• YOUR GOAL: Where the word "every" shows up in the entries below, please copy the whole line.
**** STORED DATA
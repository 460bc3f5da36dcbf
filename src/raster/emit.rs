/// Pixel emission in the order the panel scans.
///
/// The decode is the same in both orientations. Portrait opens one window
/// over the whole visible bitmap and streams it row after row. Landscape
/// opens a one-pixel-tall window per row and streams each row from its last
/// column back to its first, which is how the controller walks a row when
/// the panel is turned on its side.

use crate::color::Color;
use crate::device::{Orientation, PixelDevice};
use crate::font::Glyph;
use crate::geometry::Rect;

use super::clip::VisibleGlyph;

/// Visible bits of one packed row, MSB-first, starting at the clipped
/// start column.
fn row_bits<'a>(
    row: &'a [u8],
    visible: &VisibleGlyph,
) -> impl DoubleEndedIterator<Item = bool> + 'a {
    let start = visible.start_col();
    (start..start + visible.width())
        .map(move |col| row.get(col / 8).map_or(false, |byte| byte & (0x80 >> (col % 8)) != 0))
}

/// Stream every visible pixel of `glyph`. Must run with the bus selected.
pub fn emit_glyph<D: PixelDevice>(dev: &mut D, glyph: &Glyph<'_>, visible: &VisibleGlyph) {
    let foreground = dev.foreground();
    let background = dev.background();
    let color = |set: bool| -> Color {
        if set && visible.paint {
            foreground
        } else {
            background
        }
    };

    let rows = (0..visible.height()).map(|r| glyph.row(visible.start_row + r).unwrap_or(&[]));

    match dev.orientation() {
        Orientation::Portrait => {
            dev.set_draw_window(visible.window);
            for row in rows {
                for set in row_bits(row, visible) {
                    dev.write_pixel(color(set));
                }
            }
        }
        Orientation::Landscape => {
            let window = visible.window;
            for (y, row) in (window.y1..).zip(rows) {
                dev.set_draw_window(Rect::new(window.x1, y, window.x2, y));
                for set in row_bits(row, visible).rev() {
                    dev.write_pixel(color(set));
                }
            }
        }
    }
}
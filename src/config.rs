/// Panel configuration.
///
/// The panel size is not part of it: the device reports that through
/// `display_width`/`display_height`.

use crate::device::Orientation;

/// Contrast applied when the panel is switched on.
pub const DEFAULT_CONTRAST: u8 = 64;
/// Backlight level applied when the panel is switched on.
pub const DEFAULT_BRIGHTNESS: u8 = 16;

#[derive(Debug, Clone, Copy, PartialEq, Eq)]
pub struct DisplayConfig {
    pub orientation: Orientation,
    pub contrast: u8,
    pub brightness: u8,
}

impl DisplayConfig {
    /// Upright, with the front panel's usual on-levels.
    pub const fn new() -> Self {
        Self {
            orientation: Orientation::Portrait,
            contrast: DEFAULT_CONTRAST,
            brightness: DEFAULT_BRIGHTNESS,
        }
    }

    pub const fn with_orientation(mut self, orientation: Orientation) -> Self {
        self.orientation = orientation;
        self
    }

    pub const fn with_contrast(mut self, contrast: u8) -> Self {
        self.contrast = contrast;
        self
    }

    pub const fn with_brightness(mut self, brightness: u8) -> Self {
        self.brightness = brightness;
        self
    }
}

impl Default for DisplayConfig {
    fn default() -> Self {
        Self::new()
    }
}
/// Packed bitmap fonts.
///
/// A font is a read-only byte blob, usually baked into flash:
///
/// ```text
/// font header
///   0   ascent            u8
///   1   descent           u8
///   2   encoding start    u8
///   3   encoding end      u8
///   4   glyph offsets     (end - start + 1) x u16 big-endian, 0xFFFF = absent
///
/// glyph record
///   0   advance (DWIDTH)  i8, 0xFF = empty record
///   1   width             u8
///   2   height            u8
///   3   x offset          i8
///   4   y offset          i8
///   5   bitmap            height rows of ceil(width / 8) bytes, MSB = leftmost
/// ```
///
/// Offsets are measured from the start of the blob.

use core::fmt;

pub const FONT_HEADER_SIZE: usize = 4;
pub const GLYPH_HEADER_SIZE: usize = 5;

const ABSENT_OFFSET: u16 = 0xFFFF;
const EMPTY_RECORD: u8 = 0xFF;

#[derive(Debug, Clone, Copy, PartialEq, Eq)]
pub enum FontError {
    /// Blob ends before the header or offset table does.
    Truncated { len: usize, needed: usize },
    /// Encoding start is above encoding end.
    InvalidRange { start: u8, end: u8 },
    /// A glyph offset points at a record that doesn't fit in the blob.
    GlyphOutOfBounds { code: u8, offset: usize },
}

impl fmt::Display for FontError {
    fn fmt(&self, f: &mut fmt::Formatter<'_>) -> fmt::Result {
        match self {
            FontError::Truncated { len, needed } => {
                write!(f, "font truncated: {} bytes, need at least {}", len, needed)
            }
            FontError::InvalidRange { start, end } => {
                write!(f, "invalid encoding range {:#04x}..={:#04x}", start, end)
            }
            FontError::GlyphOutOfBounds { code, offset } => {
                write!(f, "glyph {:#04x} at offset {} runs past end of font", code, offset)
            }
        }
    }
}

/// One character's bitmap and metrics, borrowed from its font.
#[derive(Debug, Clone, Copy, PartialEq, Eq)]
pub struct Glyph<'a> {
    /// Cursor step after drawing.
    pub advance: i8,
    pub x: i8,
    pub y: i8,
    pub width: u8,
    pub height: u8,
    data: &'a [u8],
}

impl<'a> Glyph<'a> {
    /// Bytes per bitmap row.
    pub const fn row_bytes(&self) -> usize {
        (self.width as usize + 7) / 8
    }

    /// The packed bitmap, exactly `row_bytes() * height` long.
    pub fn data(&self) -> &'a [u8] {
        self.data
    }

    pub fn row(&self, row: usize) -> Option<&'a [u8]> {
        let row_bytes = self.row_bytes();
        self.data.get(row * row_bytes..(row + 1) * row_bytes)
    }

    /// Whether the bit at (`col`, `row`) is set. Out of range reads as clear.
    pub fn is_set(&self, col: usize, row: usize) -> bool {
        if col >= self.width as usize {
            return false;
        }
        self.row(row)
            .and_then(|bytes| bytes.get(col / 8))
            .map_or(false, |byte| byte & (0x80 >> (col % 8)) != 0)
    }
}

#[derive(Debug, Clone, Copy)]
pub struct Font<'a> {
    data: &'a [u8],
}

impl<'a> Font<'a> {
    /// Wrap a blob without validating it. Lookups stay bounds-checked; a
    /// malformed record just reads as absent.
    pub const fn new_unchecked(data: &'a [u8]) -> Self {
        Self { data }
    }

    /// Wrap a blob, checking the header and every glyph record.
    pub fn new(data: &'a [u8]) -> Result<Self, FontError> {
        let font = Self { data };
        font.validate()?;
        log::debug!(
            "font loaded: {} bytes, ascent {}, height {}, codes {:?}",
            data.len(),
            font.ascent(),
            font.height(),
            font.encoding_range()
        );
        Ok(font)
    }

    fn validate(&self) -> Result<(), FontError> {
        let len = self.data.len();
        if len < FONT_HEADER_SIZE {
            return Err(FontError::Truncated { len, needed: FONT_HEADER_SIZE });
        }
        let (start, end) = (self.data[2], self.data[3]);
        if start > end {
            return Err(FontError::InvalidRange { start, end });
        }
        let needed = FONT_HEADER_SIZE + 2 * (end as usize - start as usize + 1);
        if len < needed {
            return Err(FontError::Truncated { len, needed });
        }

        for code in start..=end {
            let Some(offset) = self.offset(code) else {
                continue;
            };
            let empty = self.data.get(offset) == Some(&EMPTY_RECORD);
            if !empty && self.record(offset).is_none() {
                return Err(FontError::GlyphOutOfBounds { code, offset });
            }
        }
        Ok(())
    }

    fn byte(&self, index: usize) -> u8 {
        self.data.get(index).copied().unwrap_or(0)
    }

    pub fn ascent(&self) -> u8 {
        self.byte(0)
    }

    pub fn descent(&self) -> u8 {
        self.byte(1)
    }

    /// Cell height shared by every glyph of the font.
    pub fn height(&self) -> u16 {
        u16::from(self.ascent()) + u16::from(self.descent())
    }

    pub fn encoding_range(&self) -> core::ops::RangeInclusive<u8> {
        self.byte(2)..=self.byte(3)
    }

    pub fn raw(&self) -> &'a [u8] {
        self.data
    }

    fn offset(&self, code: u8) -> Option<usize> {
        let range = self.encoding_range();
        if !range.contains(&code) {
            return None;
        }
        let entry = FONT_HEADER_SIZE + 2 * (code - *range.start()) as usize;
        let bytes = self.data.get(entry..entry + 2)?;
        match u16::from_be_bytes([bytes[0], bytes[1]]) {
            ABSENT_OFFSET => None,
            offset => Some(offset as usize),
        }
    }

    fn record(&self, offset: usize) -> Option<Glyph<'a>> {
        let header = self.data.get(offset..offset + GLYPH_HEADER_SIZE)?;
        if header[0] == EMPTY_RECORD {
            return None;
        }
        let mut glyph = Glyph {
            advance: header[0] as i8,
            width: header[1],
            height: header[2],
            x: header[3] as i8,
            y: header[4] as i8,
            data: &[],
        };
        let start = offset + GLYPH_HEADER_SIZE;
        let len = glyph.row_bytes() * glyph.height as usize;
        glyph.data = self.data.get(start..start + len)?;
        Some(glyph)
    }

    /// Look up the glyph for a code unit.
    pub fn glyph(&self, code: u8) -> Option<Glyph<'a>> {
        self.offset(code).and_then(|offset| self.record(offset))
    }
}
********
• RESULT:
/// Stream every visible pixel of `glyph`. Must run with the bus selected.
    /// Wrap a blob, checking the header and every glyph record.
    /// Cell height shared by every glyph of the font.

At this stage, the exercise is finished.